What to work on:
Identify all lines in the data containing the string "ghost". Copy them out.

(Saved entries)
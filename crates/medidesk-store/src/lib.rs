//! # medidesk-store
//!
//! Storage backends for the MediDesk console.
//!
//! ## Overview
//!
//! Both types implement [`Repository`](medidesk_core::traits::Repository)
//! and are interchangeable behind `Box<dyn Repository<T>>`:
//!
//! - [`InMemoryRepository`]: the mock-data backend. Shared, ordered, lost on
//!   exit.
//! - [`JsonFileRepository`]: one JSON array per collection in a data
//!   directory, rewritten after every mutation.
//!
//! ## Usage
//!
//! ```rust,ignore
//! use medidesk_store::{InMemoryRepository, JsonFileRepository};
//!
//! let memory = InMemoryRepository::seeded(mock_appointments());
//! let on_disk = JsonFileRepository::open(Path::new("data"), mock_appointments())?;
//! ```

pub mod json;
pub mod memory;

pub use json::JsonFileRepository;
pub use memory::InMemoryRepository;

// ── Tests ─────────────────────────────────────────────────────────────────────

#[cfg(test)]
mod tests {
    use chrono::{NaiveDate, TimeZone, Utc};

    use medidesk_contracts::{
        appointment::{Appointment, AppointmentStatus},
        error::DeskError,
        ids::{AppointmentId, DoctorId, PatientId},
    };
    use medidesk_core::traits::Repository;

    use super::{InMemoryRepository, JsonFileRepository};

    // ── Helpers ───────────────────────────────────────────────────────────────

    /// Build a minimal appointment with a distinguishable patient name.
    fn make_appointment(id: &str, patient: &str) -> Appointment {
        Appointment {
            id: AppointmentId::new(id),
            patient_id: PatientId::new("P001"),
            patient_name: patient.to_string(),
            doctor_id: DoctorId::new("d1"),
            doctor_name: "Dr. John Smith".to_string(),
            date: NaiveDate::from_ymd_opt(2026, 10, 19).unwrap(),
            time: "09:00 AM".to_string(),
            duration: 30,
            service: "General Checkup".to_string(),
            notes: String::new(),
            status: AppointmentStatus::Scheduled,
            created_at: Utc.with_ymd_and_hms(2026, 10, 1, 8, 0, 0).unwrap(),
        }
    }

    fn seed() -> Vec<Appointment> {
        vec![
            make_appointment("A1", "first"),
            make_appointment("A2", "second"),
            make_appointment("A3", "third"),
        ]
    }

    fn names(records: &[Appointment]) -> Vec<&str> {
        records.iter().map(|a| a.patient_name.as_str()).collect()
    }

    // ── In-memory ─────────────────────────────────────────────────────────────

    /// Clones share one collection: a write through one is seen by the other.
    #[test]
    fn test_clones_share_records() {
        let repo = InMemoryRepository::seeded(seed());
        let view = repo.clone();

        repo.insert(make_appointment("A4", "fourth")).unwrap();

        assert_eq!(view.len().unwrap(), 4);
        assert_eq!(view.get("A4").unwrap().unwrap().patient_name, "fourth");
    }

    /// Replacing keeps every other record and the original order.
    #[test]
    fn test_replace_in_place() {
        let repo = InMemoryRepository::seeded(seed());

        let previous = repo.replace(make_appointment("A2", "changed")).unwrap();
        assert_eq!(previous.patient_name, "second");

        let all = repo.all().unwrap();
        assert_eq!(names(&all), vec!["first", "changed", "third"]);
    }

    #[test]
    fn test_replace_unknown_is_not_found() {
        let repo = InMemoryRepository::seeded(seed());

        match repo.replace(make_appointment("A9", "ghost")) {
            Err(DeskError::NotFound { kind, id }) => {
                assert_eq!(kind, "appointment");
                assert_eq!(id, "A9");
            }
            other => panic!("expected NotFound, got {:?}", other),
        }
        assert_eq!(names(&repo.all().unwrap()), vec!["first", "second", "third"]);
    }

    #[test]
    fn test_empty_repository() {
        let repo: InMemoryRepository<Appointment> = InMemoryRepository::new();
        assert!(repo.is_empty().unwrap());
        assert!(repo.get("A1").unwrap().is_none());
    }

    // ── JSON file ─────────────────────────────────────────────────────────────

    /// First open writes the seed; a second open reads it back.
    #[test]
    fn test_json_seeds_missing_file() {
        let dir = tempfile::tempdir().unwrap();

        let repo = JsonFileRepository::open(dir.path(), seed()).unwrap();
        assert!(repo.path().ends_with("appointments.json"));
        assert!(repo.path().exists());

        let reopened: JsonFileRepository<Appointment> =
            JsonFileRepository::open(dir.path(), vec![]).unwrap();
        assert_eq!(reopened.all().unwrap(), seed());
    }

    /// Inserts and replacements survive reopening the directory.
    #[test]
    fn test_json_persists_mutations() {
        let dir = tempfile::tempdir().unwrap();
        {
            let repo = JsonFileRepository::open(dir.path(), seed()).unwrap();
            repo.insert(make_appointment("A4", "fourth")).unwrap();
            repo.replace(make_appointment("A1", "renamed")).unwrap();
        }

        let reopened: JsonFileRepository<Appointment> =
            JsonFileRepository::open(dir.path(), vec![]).unwrap();
        assert_eq!(
            names(&reopened.all().unwrap()),
            vec!["renamed", "second", "third", "fourth"]
        );
    }

    /// A failed replace leaves both the file and the memory copy untouched.
    #[test]
    fn test_json_failed_replace_changes_nothing() {
        let dir = tempfile::tempdir().unwrap();
        let repo = JsonFileRepository::open(dir.path(), seed()).unwrap();

        assert!(repo.replace(make_appointment("A9", "ghost")).is_err());

        let reopened: JsonFileRepository<Appointment> =
            JsonFileRepository::open(dir.path(), vec![]).unwrap();
        assert_eq!(reopened.all().unwrap(), seed());
        assert_eq!(repo.all().unwrap(), seed());
    }

    #[test]
    fn test_json_corrupt_file_is_storage_error() {
        let dir = tempfile::tempdir().unwrap();
        std::fs::write(dir.path().join("appointments.json"), "{ not json").unwrap();

        match JsonFileRepository::<Appointment>::open(dir.path(), seed()) {
            Err(DeskError::StorageFailed { reason }) => {
                assert!(reason.contains("failed to parse"), "unexpected reason: {reason}");
            }
            Err(other) => panic!("expected StorageFailed, got {:?}", other),
            Ok(_) => panic!("corrupt file must not open"),
        }
    }

    #[test]
    fn test_json_creates_nested_data_dir() {
        let dir = tempfile::tempdir().unwrap();
        let nested = dir.path().join("hospital").join("data");

        let repo = JsonFileRepository::open(&nested, seed()).unwrap();
        assert_eq!(repo.len().unwrap(), 3);
        assert!(nested.join("appointments.json").exists());
    }
}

Response to this task:
        match repo.replace(make_appointment("A9", "ghost")) {
        assert!(repo.replace(make_appointment("A9", "ghost")).is_err());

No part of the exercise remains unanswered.